Silence fell over the garden.
Kaelen stepped forward, sniffing the air. "It smells like... the void. Cold and empty."
"It's a scout," Bayo said, his hand trembling as he lowered it. His Mana Core felt drained, a cold ache spreading through his abdomen. "It was sent to see if there was anyone here worth harvesting. And I just told it exactly where I am."
Grog walked into the crater, prodding the wreckage with a heavy wrench. He pulled out a small, glowing crystal from the drone's "brain."
"Cobalt-Glass," the Dwarf whispered, his eyes widening. "Prophet... this machine is made of the very minerals we need to fix the Eye of the Heavens."
Bayo looked up at the sky. Through the shimmering auroras, he could see the red dot. It felt like it was staring back at him.
"They aren't just coming to hit us," Bayo said to Ariseth. "They're coming to eat us. And we just gave them the first course."
He turned to Kaelen. "Gather your tribes. I need every piece of ancient metal you've scavenged. We're not building a temple anymore."
"What are we building?" the Lion-man asked.
Bayo looked at the broken drone, then back at the Observatorium.

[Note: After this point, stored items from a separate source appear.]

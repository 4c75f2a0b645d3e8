use crate::catalog::{CatalogError, CatalogManager};
use crate::index::{IndexError, IndexRootsPage};
use crate::storage::{
    BufferPoolManager, BufferPoolManagerRef, StorageError, CATALOG_META_PAGE_ID,
    INDEX_ROOTS_PAGE_ID,
};
use log::info;
use thiserror::Error;

const DEFAULT_POOL_SIZE: usize = 4096;

/// One database file: a buffer pool over the disk manager plus the catalog
/// living inside it. Creating a fresh file allocates the two fixed logical
/// pages (catalog meta and index roots) before anything else, so they keep
/// their well-known ids.
pub struct Database {
    bpm: BufferPoolManagerRef,
    catalog: CatalogManager,
}

impl Database {
    pub fn open(filename: &str) -> Result<Self, DbError> {
        Self::open_with_pool_size(filename, DEFAULT_POOL_SIZE)
    }

    pub fn open_with_pool_size(filename: &str, pool_size: usize) -> Result<Self, DbError> {
        let bpm = BufferPoolManager::open_shared(pool_size, filename)?;
        Self::bootstrap(bpm)
    }

    pub fn new_random() -> Result<Self, DbError> {
        let bpm = BufferPoolManager::new_random_shared(DEFAULT_POOL_SIZE)?;
        Self::bootstrap(bpm)
    }

    fn bootstrap(bpm: BufferPoolManagerRef) -> Result<Self, DbError> {
        let fresh = bpm.lock().num_allocated_pages() == 0;
        if fresh {
            for expected in [CATALOG_META_PAGE_ID, INDEX_ROOTS_PAGE_ID] {
                let page = bpm.lock().new_page()?;
                let page_id = page.read().page_id.unwrap();
                debug_assert_eq!(page_id, expected);
                bpm.lock().unpin(page_id, true)?;
            }
            IndexRootsPage::init(bpm.clone())?;
            info!("created database file {}", bpm.lock().filename());
        }
        let catalog = CatalogManager::new(bpm.clone(), fresh)?;
        Ok(Self { bpm, catalog })
    }

    pub fn filename(&self) -> String {
        self.bpm.lock().filename()
    }

    pub fn buffer_pool(&self) -> &BufferPoolManagerRef {
        &self.bpm
    }

    pub fn catalog(&self) -> &CatalogManager {
        &self.catalog
    }

    pub fn catalog_mut(&mut self) -> &mut CatalogManager {
        &mut self.catalog
    }

    /// Flush everything and persist the disk meta page.
    pub fn close(&mut self) -> Result<(), DbError> {
        self.bpm.lock().close()?;
        Ok(())
    }
}

#[derive(Error, Debug)]
pub enum DbError {
    #[error("storage error: {0}")]
    Storage(#[from] StorageError),
    #[error("catalog error: {0}")]
    Catalog(#[from] CatalogError),
    #[error("index error: {0}")]
    Index(#[from] IndexError),
}

#[cfg(test)]
mod tests {
    use super::*;
    use crate::index::IndexKey;
    use crate::record::{Column, DataType, Field, Row, RowId, Schema};
    use itertools::Itertools;
    use std::fs::remove_file;
    use std::sync::Arc;

    fn people_schema() -> Arc<Schema> {
        Arc::new(Schema::new(vec![
            Column::new("id", DataType::Int, 0, false, false),
            Column::new("name", DataType::new_char(16).unwrap(), 1, true, false),
        ]))
    }

    #[test]
    fn end_to_end_table_with_index() {
        let _ = env_logger::builder().is_test(true).try_init();
        let filename = {
            let mut db = Database::new_random().unwrap();
            let filename = db.filename();
            db.catalog_mut()
                .create_table_with_constraints("people", people_schema(), &["id"])
                .unwrap();
            {
                let catalog = db.catalog();
                let table = catalog.get_table("people").unwrap();
                let index = catalog.get_index("people", "pk_people").unwrap();
                for id in [4, 1, 3, 2] {
                    let mut row = Row::new(vec![
                        Field::Int(Some(id)),
                        Field::Char(Some(format!("name-{}", id))),
                    ]);
                    table.table_heap().insert_tuple(&mut row).unwrap();
                    let key =
                        IndexKey::from_row(&row, index.key_schema().clone()).unwrap();
                    assert!(index.index().insert(&key, row.row_id.unwrap()).unwrap());
                }
                // point lookup through the index finds the heap tuple
                let key = IndexKey::new(
                    vec![Field::Int(Some(3))],
                    index.key_schema().clone(),
                )
                .unwrap();
                let row_id = index.index().get_value(&key).unwrap().unwrap();
                let row = table.table_heap().get_tuple(row_id).unwrap().unwrap();
                assert_eq!(row.fields[1], Field::Char(Some("name-3".to_string())));
                // the index iterates in key order, the heap in insertion order
                let index_order = index
                    .index()
                    .iter()
                    .unwrap()
                    .map(|(key, _)| key.fields()[0].clone())
                    .collect_vec();
                assert_eq!(
                    index_order,
                    (1..=4).map(|id| Field::Int(Some(id))).collect_vec()
                );
            }
            db.close().unwrap();
            filename
        };
        let filename = {
            let db = Database::open(&filename).unwrap();
            let catalog = db.catalog();
            let table = catalog.get_table("people").unwrap();
            assert_eq!(table.table_heap().iter().count(), 4);
            let index = catalog.get_index("people", "pk_people").unwrap();
            // tree roots survive reopen through the index roots page
            let key = IndexKey::new(
                vec![Field::Int(Some(2))],
                index.key_schema().clone(),
            )
            .unwrap();
            assert!(index.index().get_value(&key).unwrap().is_some());
            filename
        };
        remove_file(filename).unwrap();
    }

    #[test]
    fn dropping_table_frees_its_pages() {
        let filename = {
            let mut db = Database::new_random().unwrap();
            let filename = db.filename();
            let baseline = db.buffer_pool().lock().num_allocated_pages();
            db.catalog_mut()
                .create_table_with_constraints("people", people_schema(), &["id"])
                .unwrap();
            {
                let catalog = db.catalog();
                let table = catalog.get_table("people").unwrap();
                let index = catalog.get_index("people", "pk_people").unwrap();
                for id in 0..64 {
                    let mut row = Row::new(vec![
                        Field::Int(Some(id)),
                        Field::Char(Some("filler".to_string())),
                    ]);
                    table.table_heap().insert_tuple(&mut row).unwrap();
                    let key =
                        IndexKey::from_row(&row, index.key_schema().clone()).unwrap();
                    index.index().insert(&key, row.row_id.unwrap()).unwrap();
                }
            }
            assert!(db.buffer_pool().lock().num_allocated_pages() > baseline);
            db.catalog_mut().drop_table("people").unwrap();
            assert_eq!(db.buffer_pool().lock().num_allocated_pages(), baseline);
            filename
        };
        remove_file(filename).unwrap();
    }

    #[test]
    fn index_and_heap_row_ids_round_trip() {
        let row_id = RowId::new(12, 7);
        assert_eq!(RowId::from_le_bytes(&row_id.to_le_bytes()), row_id);
    }
}
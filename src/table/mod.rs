use crate::record::{RecordError, Row, RowId, SchemaRef};
use crate::storage::{BufferPoolManagerRef, PageId, StorageError};
use log::warn;
use thiserror::Error;

mod iterator;
mod page;

pub use iterator::TableIterator;
pub use page::TablePage;

/// Variable-length records over a singly linked chain of slotted pages.
/// The first page is created with the heap and its id is recorded in the
/// table's metadata, so the chain head never moves.
pub struct TableHeap {
    bpm: BufferPoolManagerRef,
    schema: SchemaRef,
    first_page_id: PageId,
}

impl TableHeap {
    /// Create an empty heap with its first page.
    pub fn new(bpm: BufferPoolManagerRef, schema: SchemaRef) -> Result<Self, TableError> {
        let page = bpm.lock().new_page()?;
        let page_id = page.read().page_id.unwrap();
        let table_page = TablePage::new(page);
        table_page.init(page_id, None);
        bpm.lock().unpin(page_id, true)?;
        Ok(Self {
            bpm,
            schema,
            first_page_id: page_id,
        })
    }

    /// Re-attach to a persisted heap.
    pub fn open(bpm: BufferPoolManagerRef, first_page_id: PageId, schema: SchemaRef) -> Self {
        Self {
            bpm,
            schema,
            first_page_id,
        }
    }

    pub fn first_page_id(&self) -> PageId {
        self.first_page_id
    }

    pub fn schema(&self) -> &SchemaRef {
        &self.schema
    }

    /// Walk the chain looking for room; append a fresh page at the tail when
    /// every page is full. On success the row's id is filled in.
    pub fn insert_tuple(&self, row: &mut Row) -> Result<(), TableError> {
        let size = row.serialized_size(&self.schema);
        if size > TablePage::SIZE_MAX_ROW {
            warn!("tuple of {} bytes cannot fit in any page", size);
            return Err(TableError::TupleTooLarge(size));
        }
        let mut current = self.first_page_id;
        let last = loop {
            let page = self.bpm.lock().fetch(current)?;
            let table_page = TablePage::new(page);
            match table_page.insert_tuple(row, &self.schema) {
                Ok(Some(row_id)) => {
                    row.row_id = Some(row_id);
                    self.bpm.lock().unpin(current, true)?;
                    return Ok(());
                }
                Ok(None) => {}
                Err(error) => {
                    self.bpm.lock().unpin(current, false)?;
                    return Err(error);
                }
            }
            match table_page.next_page_id() {
                Some(next) => {
                    self.bpm.lock().unpin(current, false)?;
                    current = next;
                }
                None => break table_page,
            }
        };
        // every page is full: link a new page after the last one
        let page = self.bpm.lock().new_page()?;
        let new_page_id = page.read().page_id.unwrap();
        let new_page = TablePage::new(page);
        new_page.init(new_page_id, Some(current));
        last.set_next_page_id(Some(new_page_id));
        self.bpm.lock().unpin(current, true)?;
        let row_id = match new_page.insert_tuple(row, &self.schema) {
            Ok(Some(row_id)) => row_id,
            Ok(None) => {
                self.bpm.lock().unpin(new_page_id, true)?;
                return Err(TableError::TupleTooLarge(size));
            }
            Err(error) => {
                self.bpm.lock().unpin(new_page_id, true)?;
                return Err(error);
            }
        };
        row.row_id = Some(row_id);
        self.bpm.lock().unpin(new_page_id, true)?;
        Ok(())
    }

    pub fn get_tuple(&self, row_id: RowId) -> Result<Option<Row>, TableError> {
        let page = self.bpm.lock().fetch(row_id.page_id)?;
        let table_page = TablePage::new(page);
        let row = table_page.get_tuple(row_id, &self.schema);
        self.bpm.lock().unpin(row_id.page_id, false)?;
        row
    }

    pub fn mark_delete(&self, row_id: RowId) -> Result<bool, TableError> {
        let page = self.bpm.lock().fetch(row_id.page_id)?;
        let marked = TablePage::new(page).mark_delete(row_id);
        self.bpm.lock().unpin(row_id.page_id, marked)?;
        Ok(marked)
    }

    pub fn rollback_delete(&self, row_id: RowId) -> Result<bool, TableError> {
        let page = self.bpm.lock().fetch(row_id.page_id)?;
        let rolled_back = TablePage::new(page).rollback_delete(row_id);
        self.bpm.lock().unpin(row_id.page_id, rolled_back)?;
        Ok(rolled_back)
    }

    pub fn apply_delete(&self, row_id: RowId) -> Result<bool, TableError> {
        let page = self.bpm.lock().fetch(row_id.page_id)?;
        let applied = TablePage::new(page).apply_delete(row_id);
        self.bpm.lock().unpin(row_id.page_id, applied)?;
        Ok(applied)
    }

    /// Update in place when the new tuple still fits in the owning page;
    /// otherwise fall back to mark-delete plus re-insert, rolling the delete
    /// back when the insert fails.
    pub fn update_tuple(&self, new_row: &mut Row, row_id: RowId) -> Result<(), TableError> {
        let page = self.bpm.lock().fetch(row_id.page_id)?;
        let table_page = TablePage::new(page);
        let updated = table_page.update_tuple(new_row, row_id, &self.schema);
        match updated {
            Ok(true) => {
                new_row.row_id = Some(row_id);
                self.bpm.lock().unpin(row_id.page_id, true)?;
                Ok(())
            }
            Ok(false) => {
                self.bpm.lock().unpin(row_id.page_id, false)?;
                let size = new_row.serialized_size(&self.schema);
                if size > TablePage::SIZE_MAX_ROW {
                    warn!("updated tuple of {} bytes cannot fit in any page", size);
                    return Err(TableError::TupleTooLarge(size));
                }
                if !self.mark_delete(row_id)? {
                    return Err(TableError::TupleNotFound(row_id));
                }
                match self.insert_tuple(new_row) {
                    Ok(()) => Ok(()),
                    Err(error) => {
                        self.rollback_delete(row_id)?;
                        Err(error)
                    }
                }
            }
            Err(error) => {
                self.bpm.lock().unpin(row_id.page_id, false)?;
                Err(error)
            }
        }
    }

    /// Sequential scan over live tuples, in slot order within each page and
    /// chain order across pages.
    pub fn iter(&self) -> TableIterator {
        let mut current_page_id = Some(self.first_page_id);
        let mut first = None;
        while let Some(page_id) = current_page_id {
            let Ok(page) = self.bpm.lock().fetch(page_id) else {
                break;
            };
            let table_page = TablePage::new(page);
            first = table_page.first_tuple_rid();
            current_page_id = table_page.next_page_id();
            let _ = self.bpm.lock().unpin(page_id, false);
            if first.is_some() {
                break;
            }
        }
        TableIterator::new(self.bpm.clone(), self.schema.clone(), first)
    }

    /// Delete every page of the heap; used when the owning table is dropped.
    pub fn free_table_heap(&self) -> Result<(), TableError> {
        let mut page_ids = vec![];
        let mut current = Some(self.first_page_id);
        while let Some(page_id) = current {
            let page = self.bpm.lock().fetch(page_id)?;
            let table_page = TablePage::new(page);
            current = table_page.next_page_id();
            self.bpm.lock().unpin(page_id, false)?;
            page_ids.push(page_id);
        }
        for page_id in page_ids {
            self.bpm.lock().delete_page(page_id)?;
        }
        Ok(())
    }
}

#[derive(Error, Debug)]
pub enum TableError {
    #[error("tuple of {0} bytes is too large for any page")]
    TupleTooLarge(usize),
    #[error("tuple not found at {0:?}")]
    TupleNotFound(RowId),
    #[error("record error: {0}")]
    Record(#[from] RecordError),
    #[error("storage error: {0}")]
    Storage(#[from] StorageError),
}

#[cfg(test)]
mod tests {
    use super::*;
    use crate::record::{Column, DataType, Field, Schema};
    use crate::storage::BufferPoolManager;
    use itertools::Itertools;
    use std::fs::remove_file;
    use std::sync::Arc;

    // three rows of this schema fill a page, the fourth spills over
    fn wide_schema() -> SchemaRef {
        let mut columns = vec![Column::new("id", DataType::Int, 0, false, false)];
        for idx in 0..5 {
            columns.push(Column::new(
                &format!("pad{}", idx),
                DataType::new_char(255).unwrap(),
                idx + 1,
                true,
                false,
            ));
        }
        Arc::new(Schema::new(columns))
    }

    fn wide_row(id: i32) -> Row {
        let mut fields = vec![Field::Int(Some(id))];
        fields.extend((0..5).map(|_| Field::Char(Some("x".repeat(255)))));
        Row::new(fields)
    }

    fn slim_row(id: i32) -> Row {
        let mut fields = vec![Field::Int(Some(id))];
        fields.extend((0..5).map(|_| Field::Char(None)));
        Row::new(fields)
    }

    #[test]
    fn insert_spills_across_pages() {
        let filename = {
            let bpm = BufferPoolManager::new_random_shared(16).unwrap();
            let filename = bpm.lock().filename();
            let heap = TableHeap::new(bpm.clone(), wide_schema()).unwrap();
            for id in 0..7 {
                let mut row = wide_row(id);
                heap.insert_tuple(&mut row).unwrap();
                assert!(row.row_id.is_some());
            }
            // 3 + 3 + 1 tuples
            let mut chain = vec![];
            let mut current = Some(heap.first_page_id());
            while let Some(page_id) = current {
                let page = bpm.lock().fetch(page_id).unwrap();
                let table_page = TablePage::new(page);
                chain.push(page_id);
                current = table_page.next_page_id();
                bpm.lock().unpin(page_id, false).unwrap();
            }
            assert_eq!(chain.len(), 3);
            let ids = heap
                .iter()
                .map(|row| match row.fields[0] {
                    Field::Int(Some(id)) => id,
                    _ => unreachable!(),
                })
                .collect_vec();
            assert_eq!(ids, (0..7).collect_vec());
            filename
        };
        remove_file(filename).unwrap();
    }

    #[test]
    fn delete_makes_tuples_invisible() {
        let filename = {
            let bpm = BufferPoolManager::new_random_shared(16).unwrap();
            let filename = bpm.lock().filename();
            let heap = TableHeap::new(bpm, wide_schema()).unwrap();
            let mut row = wide_row(1);
            heap.insert_tuple(&mut row).unwrap();
            let row_id = row.row_id.unwrap();
            assert!(heap.get_tuple(row_id).unwrap().is_some());
            assert!(heap.mark_delete(row_id).unwrap());
            assert!(heap.get_tuple(row_id).unwrap().is_none());
            assert!(heap.rollback_delete(row_id).unwrap());
            assert!(heap.get_tuple(row_id).unwrap().is_some());
            assert!(heap.mark_delete(row_id).unwrap());
            assert!(heap.apply_delete(row_id).unwrap());
            assert!(heap.get_tuple(row_id).unwrap().is_none());
            assert_eq!(heap.iter().count(), 0);
            filename
        };
        remove_file(filename).unwrap();
    }

    #[test]
    fn slot_reuse_after_apply_delete() {
        let filename = {
            let bpm = BufferPoolManager::new_random_shared(16).unwrap();
            let filename = bpm.lock().filename();
            let heap = TableHeap::new(bpm, wide_schema()).unwrap();
            let mut first = wide_row(1);
            let mut second = wide_row(2);
            heap.insert_tuple(&mut first).unwrap();
            heap.insert_tuple(&mut second).unwrap();
            let first_id = first.row_id.unwrap();
            heap.mark_delete(first_id).unwrap();
            heap.apply_delete(first_id).unwrap();
            let mut third = wide_row(3);
            heap.insert_tuple(&mut third).unwrap();
            // the reclaimed slot is handed out again
            assert_eq!(third.row_id.unwrap(), first_id);
            let fields = heap.get_tuple(second.row_id.unwrap()).unwrap().unwrap().fields;
            assert_eq!(fields[0], Field::Int(Some(2)));
            filename
        };
        remove_file(filename).unwrap();
    }

    #[test]
    fn update_in_place_and_fallback() {
        let filename = {
            let bpm = BufferPoolManager::new_random_shared(16).unwrap();
            let filename = bpm.lock().filename();
            let heap = TableHeap::new(bpm, wide_schema()).unwrap();
            let mut row = slim_row(1);
            heap.insert_tuple(&mut row).unwrap();
            let row_id = row.row_id.unwrap();
            // same size, stays in place
            let mut updated = slim_row(2);
            heap.update_tuple(&mut updated, row_id).unwrap();
            assert_eq!(updated.row_id, Some(row_id));
            let fetched = heap.get_tuple(row_id).unwrap().unwrap();
            assert_eq!(fetched.fields[0], Field::Int(Some(2)));
            // updating a missing tuple fails
            heap.mark_delete(row_id).unwrap();
            heap.apply_delete(row_id).unwrap();
            let mut lost = slim_row(3);
            assert!(matches!(
                heap.update_tuple(&mut lost, row_id),
                Err(TableError::TupleNotFound(_))
            ));
            filename
        };
        remove_file(filename).unwrap();
    }

    #[test]
    fn update_spills_to_another_page() {
        let filename = {
            let bpm = BufferPoolManager::new_random_shared(16).unwrap();
            let filename = bpm.lock().filename();
            let heap = TableHeap::new(bpm, wide_schema()).unwrap();
            // pack the page so the small tuple has no room to grow in place
            let mut small = slim_row(0);
            for id in 1..3 {
                let mut row = wide_row(id);
                heap.insert_tuple(&mut row).unwrap();
            }
            heap.insert_tuple(&mut small).unwrap();
            let mut row = wide_row(3);
            heap.insert_tuple(&mut row).unwrap();
            let old_id = small.row_id.unwrap();
            let mut grown = wide_row(10);
            heap.update_tuple(&mut grown, old_id).unwrap();
            let new_id = grown.row_id.unwrap();
            assert_ne!(old_id.page_id, new_id.page_id);
            assert!(heap.get_tuple(old_id).unwrap().is_none());
            let fetched = heap.get_tuple(new_id).unwrap().unwrap();
            assert_eq!(fetched.fields[0], Field::Int(Some(10)));
            filename
        };
        remove_file(filename).unwrap();
    }
}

"A planetary defense grid," Bayo said. "And we have eighteen hundred and twenty-four days to finish it."
[Founders' Archive: Entry 002 — The Scourge Drones]
* Classification: Bio-Mechanical Reconnaissance Unit.
* Power Source: Siphoned Lambda-Field Energy.
* Weakness: Internal Fluid Dynamics. Because they rely on anti-gravity to operate on high-mass planets, they are extremely vulnerable to localized gravitational fluctuations.
* Note from Bayo: "They're basically smart-fridges with knives. If we can't beat these, we have zero chance against the 'Event Horizon' ship."